Each year, I keep a running list of exceptional nonfiction for The Best of Journalism, a weekly email newsletter I publish. The result is my annual Best Of Journalism Awards. I couldn't read every worthy piece published last year and haven't included any paywalled articles or many of the numerous pieces from The Atlantic that I enjoyed*. But everything that follows is worthy of wider attention.
The Art of the Personal Essay
ORANGE COAST / Center of the Universe by Jay Roberts
"...there is no female counterpart in our culture to Ishmael or Huck Finn. There is no Dean Moriarty, Sal, or even a Fuckhead. It sounds like a doctoral crisis, but it’s not. As a fifteen-year-old hitchhiker, my survival depended upon other people’s ability to envision a possible future for me."
GQ / The Old Man at Burning Man by Wells Tower
"It's something we've all been meaning to do. The father-son bonding adventure. You know: The big fishing excursion, The road trip down Route 66. Last year, Wells Tower took a completely different approach with his dad: Burning Man, the world's largest chemically enhanced self-expression festival. They went to witness the Slut Olympics. They went to see the art. They went to discover what draws 60,000 people to one of the least hospitable places on Earth. Then they set up camp and took off their clothes."
THE AMERICAN SCHOLAR / At Sixty-Five by Emily Fox Gordon
"A writer faces the contingencies of being old."
Man vs. Nature
THE NEW YORK TIMES / There's a Reason They Call Them Crazy Ants by Jon Mooallem
"It’s common in Texas these days for a person who is shown one of these heaps of dead ants to take several seconds to realize that the solid surface he or she is scanning for ants actually is the ants."
PACIFIC STANDARD / The Most Senseless Environmental Crime of the 20th Century by Charles Homans
"It was one of the fastest decimations of an animal population in world history—and it had happened almost entirely in secret."

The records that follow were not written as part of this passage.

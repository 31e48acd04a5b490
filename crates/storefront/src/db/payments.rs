//! Payment records.

use sqlx::{PgConnection, PgPool};
use tracing::instrument;

use nexora_core::{OrderId, PaymentStatus, Price};

use super::RepositoryError;
use crate::models::Payment;

const PAYMENT_COLUMNS: &str = "id, order_id, external_order_id, status, amount, method, \
     snap_token, redirect_url, paid_at, created_at, updated_at";

/// Fields of a new checkout session.
pub struct NewPayment<'a> {
    pub order_id: OrderId,
    pub external_order_id: &'a str,
    pub amount: Price,
    pub snap_token: &'a str,
    pub redirect_url: &'a str,
}

pub struct PaymentRepository<'a> {
    pool: &'a PgPool,
}

impl<'a> PaymentRepository<'a> {
    #[must_use]
    pub const fn new(pool: &'a PgPool) -> Self {
        Self { pool }
    }

    /// Most recent payment of an order.
    ///
    /// # Errors
    ///
    /// Returns `RepositoryError::Database` if the query fails.
    #[instrument(skip(self))]
    pub async fn latest_for_order(
        &self,
        order_id: OrderId,
    ) -> Result<Option<Payment>, RepositoryError> {
        let mut conn = self.pool.acquire().await?;
        latest_for_order(&mut *conn, order_id).await
    }

    /// Record a new pending payment.
    ///
    /// # Errors
    ///
    /// Returns `RepositoryError::Conflict` if the external id is taken.
    #[instrument(skip(self, new), fields(order_id = %new.order_id))]
    pub async fn create(&self, new: &NewPayment<'_>) -> Result<Payment, RepositoryError> {
        sqlx::query_as(&format!(
            r"
            INSERT INTO payments (order_id, external_order_id, amount, snap_token, redirect_url)
            VALUES ($1, $2, $3, $4, $5)
            RETURNING {PAYMENT_COLUMNS}
            "
        ))
        .bind(new.order_id)
        .bind(new.external_order_id)
        .bind(new.amount)
        .bind(new.snap_token)
        .bind(new.redirect_url)
        .fetch_one(self.pool)
        .await
        .map_err(|e| RepositoryError::unique_or_db(e, "payment reference already used"))
    }
}

/// Most recent payment of an order, inside an existing connection.
///
/// # Errors
///
/// Returns `RepositoryError::Database` if the query fails.
pub async fn latest_for_order(
    conn: &mut PgConnection,
    order_id: OrderId,
) -> Result<Option<Payment>, RepositoryError> {
    let payment = sqlx::query_as(&format!(
        r"
        SELECT {PAYMENT_COLUMNS}
        FROM payments
        WHERE order_id = $1
        ORDER BY created_at DESC
        LIMIT 1
        "
    ))
    .bind(order_id)
    .fetch_optional(conn)
    .await?;
    Ok(payment)
}

/// Lock a payment by the processor's order id.
///
/// # Errors
///
/// Returns `RepositoryError::Database` if the query fails.
pub async fn lock_by_external_id(
    conn: &mut PgConnection,
    external_order_id: &str,
) -> Result<Option<Payment>, RepositoryError> {
    let payment = sqlx::query_as(&format!(
        "SELECT {PAYMENT_COLUMNS} FROM payments WHERE external_order_id = $1 FOR UPDATE"
    ))
    .bind(external_order_id)
    .fetch_optional(conn)
    .await?;
    Ok(payment)
}

/// Move a payment out of `pending`.
///
/// Returns `None` when the payment had already left `pending`, which makes
/// replayed notifications no-ops.
///
/// # Errors
///
/// Returns `RepositoryError::Database` if the update fails.
pub async fn settle_if_pending(
    conn: &mut PgConnection,
    external_order_id: &str,
    status: PaymentStatus,
    method: Option<&str>,
) -> Result<Option<Payment>, RepositoryError> {
    let payment = sqlx::query_as(&format!(
        r"
        UPDATE payments
        SET status = $2,
            method = COALESCE($3, method),
            paid_at = CASE WHEN $2 = 'success'::payment_status THEN NOW() ELSE paid_at END,
            updated_at = NOW()
        WHERE external_order_id = $1 AND status = 'pending'
        RETURNING {PAYMENT_COLUMNS}
        "
    ))
    .bind(external_order_id)
    .bind(status)
    .bind(method)
    .fetch_optional(conn)
    .await?;
    Ok(payment)
}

"They were approaching the camp in the golden dusk, framed by dark trees and the pinky purple sky, kicking through the swamp water and the brush, some of them trumpeting. Each rounded advancing creature was ridden by an upright man, sitting just behind its flapping ears, and though each rider was holding a goad, the stick with a hook that Indians call an ankusha, none of them used it. Instead, to direct the elephants, they were calling out commands in English—though not many commands were needed for elephants headed to the security of their enclosure."
"After 85 years, antibiotics are growing impotent. So what will medicine, agriculture and everyday life look like if we lose these drugs entirely?"

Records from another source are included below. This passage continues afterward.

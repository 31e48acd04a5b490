//! Shipping addresses.

use chrono::{DateTime, Utc};
use serde::{Deserialize, Serialize};

use nexora_core::{AddressId, UserId};

/// A saved shipping address owned by one user.
#[derive(Debug, Clone, Serialize, sqlx::FromRow)]
pub struct Address {
    pub id: AddressId,
    pub user_id: UserId,
    pub label: String,
    pub name: String,
    pub phone: String,
    pub street: String,
    pub city: String,
    pub state: String,
    pub postal_code: String,
    pub country: String,
    pub is_default: bool,
    pub created_at: DateTime<Utc>,
    pub updated_at: DateTime<Utc>,
}

impl Address {
    /// Single-line rendering used in order summaries.
    #[must_use]
    pub fn one_line(&self) -> String {
        [
            self.street.as_str(),
            self.city.as_str(),
            self.state.as_str(),
            self.postal_code.as_str(),
            self.country.as_str(),
        ]
        .into_iter()
        .filter(|part| !part.is_empty())
        .collect::<Vec<_>>()
        .join(", ")
    }
}

/// Create/update payload for an address.
#[derive(Debug, Clone, Deserialize)]
pub struct AddressInput {
    #[serde(default)]
    pub label: String,
    pub name: String,
    pub phone: String,
    pub street: String,
    pub city: String,
    #[serde(default)]
    pub state: String,
    #[serde(default)]
    pub postal_code: String,
    pub country: Option<String>,
    #[serde(default)]
    pub is_default: bool,
}

impl AddressInput {
    pub const DEFAULT_COUNTRY: &'static str = "Indonesia";

    /// Check required fields are present.
    ///
    /// # Errors
    ///
    /// Returns the name of the first missing field.
    pub fn validate(&self) -> Result<(), String> {
        for (field, value) in [
            ("name", &self.name),
            ("phone", &self.phone),
            ("street", &self.street),
            ("city", &self.city),
        ] {
            if value.trim().is_empty() {
                return Err(format!("{field} is required"));
            }
        }
        Ok(())
    }

    #[must_use]
    pub fn country(&self) -> &str {
        self.country
            .as_deref()
            .map(str::trim)
            .filter(|c| !c.is_empty())
            .unwrap_or(Self::DEFAULT_COUNTRY)
    }
}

GQ / Heart of Sharkness by Bucky McMahon
"It was a show of unprecedented aggression in a surfers' paradise: ten shark attacks in the past two years, three of them fatal. Now the surfers are biting back, calling for a posse to hunt and kill the offending animals. Bucky McMahon paddles straight into the insanely unsafe waters of Réunion island, a little slice of France off the coast of Africa, and reports on a raging turf war between man and beast."
Matters of the Belly
SMITHSONIAN / Can Starbucks Do for the Croissant What it Did for Coffee? by Corby Kummer
"A rising tide of pastry knowledge is very, very good for me,” he says. “It’s good for all living creatures.”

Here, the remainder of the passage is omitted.